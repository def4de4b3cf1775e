// src/components/position.rs

use serde::{Deserialize, Serialize};
use std::ops::{Add, Sub};

/// 2D 画面上の位置 (x, y) だよ。📍
///
/// 入力 (マウスの座標) もカードの描画位置も、全部この型でやりとりするよ。
/// GUI フレームワークのイベント型には依存しない！
#[derive(Debug, Clone, Copy, PartialEq, Default, Serialize, Deserialize)]
pub struct Position {
    pub x: f32,
    pub y: f32,
}

impl Position {
    pub fn new(x: f32, y: f32) -> Self {
        Self { x, y }
    }

    /// 2点間のユークリッド距離。スナップ判定で使うよ。
    pub fn distance_to(self, other: Position) -> f32 {
        (self.x - other.x).hypot(self.y - other.y)
    }
}

impl Add for Position {
    type Output = Position;

    fn add(self, rhs: Position) -> Position {
        Position::new(self.x + rhs.x, self.y + rhs.y)
    }
}

impl Sub for Position {
    type Output = Position;

    fn sub(self, rhs: Position) -> Position {
        Position::new(self.x - rhs.x, self.y - rhs.y)
    }
}

/// カード1枚分の当たり判定用の矩形。左上 (x, y) と幅・高さ。
#[derive(Debug, Clone, Copy, PartialEq)]
pub struct Rect {
    pub x: f32,
    pub y: f32,
    pub width: f32,
    pub height: f32,
}

impl Rect {
    pub fn new(origin: Position, width: f32, height: f32) -> Self {
        Self { x: origin.x, y: origin.y, width, height }
    }

    /// 点が矩形の中にあるか。右端と下端は含まないよ。
    pub fn contains(&self, point: Position) -> bool {
        point.x >= self.x
            && point.x < self.x + self.width
            && point.y >= self.y
            && point.y < self.y + self.height
    }
}

// --- テスト ---
#[cfg(test)]
mod tests {
    use super::*;

    #[test]
    fn position_arithmetic() {
        let a = Position::new(100.5, -50.0);
        let b = Position::new(0.5, 10.0);
        assert_eq!(a - b, Position::new(100.0, -60.0));
        assert_eq!(a - b + b, a);
        assert_eq!(Position::new(0.0, 0.0).distance_to(Position::new(3.0, 4.0)), 5.0);
        println!("Position テスト、成功！🎉");
    }

    #[test]
    fn rect_contains_is_half_open() {
        let rect = Rect::new(Position::new(10.0, 20.0), 80.0, 120.0);
        assert!(rect.contains(Position::new(10.0, 20.0)));
        assert!(rect.contains(Position::new(89.9, 139.9)));
        assert!(!rect.contains(Position::new(90.0, 50.0)));
        assert!(!rect.contains(Position::new(50.0, 140.0)));
        assert!(!rect.contains(Position::new(9.9, 50.0)));
    }
}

==========

_How to complete this task_
Report back every line of the entries in which "derive" occurs.

_Completed task_
#[derive(Debug, Clone, Copy, PartialEq, Default, Serialize, Deserialize)]
#[derive(Debug, Clone, Copy, PartialEq)]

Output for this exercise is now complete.